The varying types of ownership interest in an LLC are very important for a business owner to understand, and can be very useful in the overall structure of business and even the drafting of operational documents such as the operating agreement.  The owners of an can be:

 

  • LLC Members with an economic interest (often called a “membership interest”) in the LLC;
  • Non-economic members; and
  • Assignees

The LLC Act in Colorado does not define “ownership interest” but the act defines “membership interest” as “a member’s share of the profits and losses of a limited liability company and the right to receive distributions of such company’s assets.”  When forming the LLC, the members will contribute cash, property or can provide services or a promissory to the note to the company.  In Colorado, a person can be a member and receive a membership interest without necessarily making a contribution or being obligated to the LLC in another manner.  Under such an arrangement, the member may receive a profits interest in the LLC whereby the member is allocated a share of the profits and losses of the LLC, but does not yet have a capital interest in the LLC.  A capital interest would be more defined as an interest in the value of the LLC.  In both cases, whether contributing capital or receiving an interest for services or an obligation, the member would hold a “membership interest” in the LLC and have the rights afforded in the act and within the operating agreement of the LLC.

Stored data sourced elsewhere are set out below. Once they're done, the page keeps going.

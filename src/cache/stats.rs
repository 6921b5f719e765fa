//! Group Statistics
//!
//! Counters for monitoring how a group serves its traffic.

use std::sync::atomic::{AtomicU64, Ordering};

use serde::Serialize;

/// Per-group counters
#[derive(Debug, Default)]
pub struct GroupStats {
    /// Any `get` request, including from peers
    gets: AtomicU64,
    /// Served from the main cache
    cache_hits: AtomicU64,
    /// Served by a remote peer
    peer_loads: AtomicU64,
    /// Peer fetches that failed and fell back to the origin
    peer_errors: AtomicU64,
    /// Misses that entered the coalescer
    loads: AtomicU64,
    /// Computations actually run (after coalescing)
    loads_deduped: AtomicU64,
    /// Origin callback successes
    local_loads: AtomicU64,
    /// Origin callback failures
    local_load_errs: AtomicU64,
}

impl GroupStats {
    /// Create a new stats collector
    pub fn new() -> Self {
        Self::default()
    }

    pub fn record_get(&self) {
        self.gets.fetch_add(1, Ordering::Relaxed);
    }

    pub fn record_cache_hit(&self) {
        self.cache_hits.fetch_add(1, Ordering::Relaxed);
    }

    pub fn record_peer_load(&self) {
        self.peer_loads.fetch_add(1, Ordering::Relaxed);
    }

    pub fn record_peer_error(&self) {
        self.peer_errors.fetch_add(1, Ordering::Relaxed);
    }

    pub fn record_load(&self) {
        self.loads.fetch_add(1, Ordering::Relaxed);
    }

    pub fn record_load_deduped(&self) {
        self.loads_deduped.fetch_add(1, Ordering::Relaxed);
    }

    pub fn record_local_load(&self) {
        self.local_loads.fetch_add(1, Ordering::Relaxed);
    }

    pub fn record_local_load_err(&self) {
        self.local_load_errs.fetch_add(1, Ordering::Relaxed);
    }

    /// Get snapshot of all counters
    pub fn snapshot(&self) -> GroupStatsSnapshot {
        GroupStatsSnapshot {
            gets: self.gets.load(Ordering::Relaxed),
            cache_hits: self.cache_hits.load(Ordering::Relaxed),
            peer_loads: self.peer_loads.load(Ordering::Relaxed),
            peer_errors: self.peer_errors.load(Ordering::Relaxed),
            loads: self.loads.load(Ordering::Relaxed),
            loads_deduped: self.loads_deduped.load(Ordering::Relaxed),
            local_loads: self.local_loads.load(Ordering::Relaxed),
            local_load_errs: self.local_load_errs.load(Ordering::Relaxed),
        }
    }
}

/// Snapshot of group counters
#[derive(Debug, Clone, Default, PartialEq, Eq, Serialize)]
pub struct GroupStatsSnapshot {
    pub gets: u64,
    pub cache_hits: u64,
    pub peer_loads: u64,
    pub peer_errors: u64,
    pub loads: u64,
    pub loads_deduped: u64,
    pub local_loads: u64,
    pub local_load_errs: u64,
}

/// Main cache statistics
#[derive(Debug, Clone, Default, PartialEq, Eq, Serialize)]
pub struct CacheStats {
    /// Bytes held (keys + values)
    pub bytes: u64,
    /// Entries held
    pub items: u64,
    /// Lookups
    pub gets: u64,
    /// Lookups that hit
    pub hits: u64,
    /// Entries evicted
    pub evictions: u64,
}

impl CacheStats {
    /// Hit ratio (0.0 - 1.0)
    pub fn hit_ratio(&self) -> f64 {
        if self.gets == 0 {
            0.0
        } else {
            self.hits as f64 / self.gets as f64
        }
    }
}

#[cfg(test)]
mod tests {
    use super::*;

    #[test]
    fn test_stats_creation() {
        let stats = GroupStats::new();
        assert_eq!(stats.snapshot(), GroupStatsSnapshot::default());
    }

    #[test]
    fn test_counters() {
        let stats = GroupStats::new();
        stats.record_get();
        stats.record_get();
        stats.record_cache_hit();
        stats.record_load();
        stats.record_load_deduped();
        stats.record_peer_error();
        stats.record_local_load();

        let snapshot = stats.snapshot();
        assert_eq!(snapshot.gets, 2);
        assert_eq!(snapshot.cache_hits, 1);
        assert_eq!(snapshot.loads, 1);
        assert_eq!(snapshot.loads_deduped, 1);
        assert_eq!(snapshot.peer_errors, 1);
        assert_eq!(snapshot.local_loads, 1);
        assert_eq!(snapshot.peer_loads, 0);
        assert_eq!(snapshot.local_load_errs, 0);
    }

    #[test]
    fn test_hit_ratio_empty() {
        assert_eq!(CacheStats::default().hit_ratio(), 0.0);
    }

    #[test]
    fn test_snapshot_serializes() {
        let json = serde_json::to_value(GroupStatsSnapshot {
            gets: 3,
            ..Default::default()
        })
        .unwrap();
        assert_eq!(json["gets"], 3);
    }
}
//! Peer Transport
//!
//! Nodes serve each other's lookups over plain HTTP/1:
//!
//! ```text
//!  node A                                     node B
//! ┌──────────────┐   GET /_peercache/g/k     ┌──────────────┐
//! │ Group::get   │ ────────────────────────► │ HttpPool     │
//! │  └ HttpPool  │                           │  └ Group::get│
//! │    (picker)  │ ◄──────────────────────── │   (server)   │
//! └──────────────┘   200 GetResponse{value}  └──────────────┘
//! ```

mod client;
mod pool;
pub mod wire;

pub use client::HttpGetter;
pub use pool::{HttpPool, PoolConfig};
pub use wire::{GetRequest, GetResponse};
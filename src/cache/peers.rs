//! Peer abstractions
//!
//! A `PeerPicker` decides which peer owns a key; a `PeerGetter` fetches a
//! value from that peer. The HTTP implementations live in `transport`.

use std::sync::Arc;

use async_trait::async_trait;
use bytes::Bytes;

use crate::error::Result;

/// Locates the peer that owns a key
pub trait PeerPicker: Send + Sync {
    /// The owning peer, or `None` when this node owns `key` (or there are
    /// no peers)
    fn pick_peer(&self, key: &str) -> Option<Arc<dyn PeerGetter>>;
}

/// Fetches a value for `(group, key)` from one remote peer
#[async_trait]
pub trait PeerGetter: Send + Sync {
    async fn get(&self, group: &str, key: &str) -> Result<Bytes>;

    /// Address used in logs
    fn addr(&self) -> &str;
}

/// Picker that never selects a peer (single-node operation)
#[derive(Debug, Default, Clone, Copy)]
pub struct NoPeers;

impl PeerPicker for NoPeers {
    fn pick_peer(&self, _key: &str) -> Option<Arc<dyn PeerGetter>> {
        None
    }
}

#[cfg(test)]
mod tests {
    use super::*;

    #[test]
    fn test_no_peers_never_picks() {
        assert!(NoPeers.pick_peer("Tom").is_none());
    }
}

The ability to have non-economic members within an LLC can be very advantageous for the LLC and the members.  The LLC Act in Colorado allows a member to be a non-economic member whereby the person is a member of the LLC but does not acquire a membership interest, and may not be obligated to make any contribution to the LLC.  The non-economic member may hold all of the rights of other members such as voting rights, but no right to an economic interest in the LLC.

An assignee may be admitted through the sale or transfer of an interest.  The assignee may not need to be admitted as a member, and thus although the assignee may receive the right to receive profits and losses from the LLC (the economic portion), the assignee may not have the right to participate in the management of the business, and vote.  The operating agreement of the LLC could control many of these issues.  Allowing the assignee the economic benefit of the interest but not the management portion of the interest can be very beneficial in a closely held business whereby the original members may not want the wife or other family member of an original member to have an operational or management power, but the assignee can still receive the economic portion of the original member’s interest.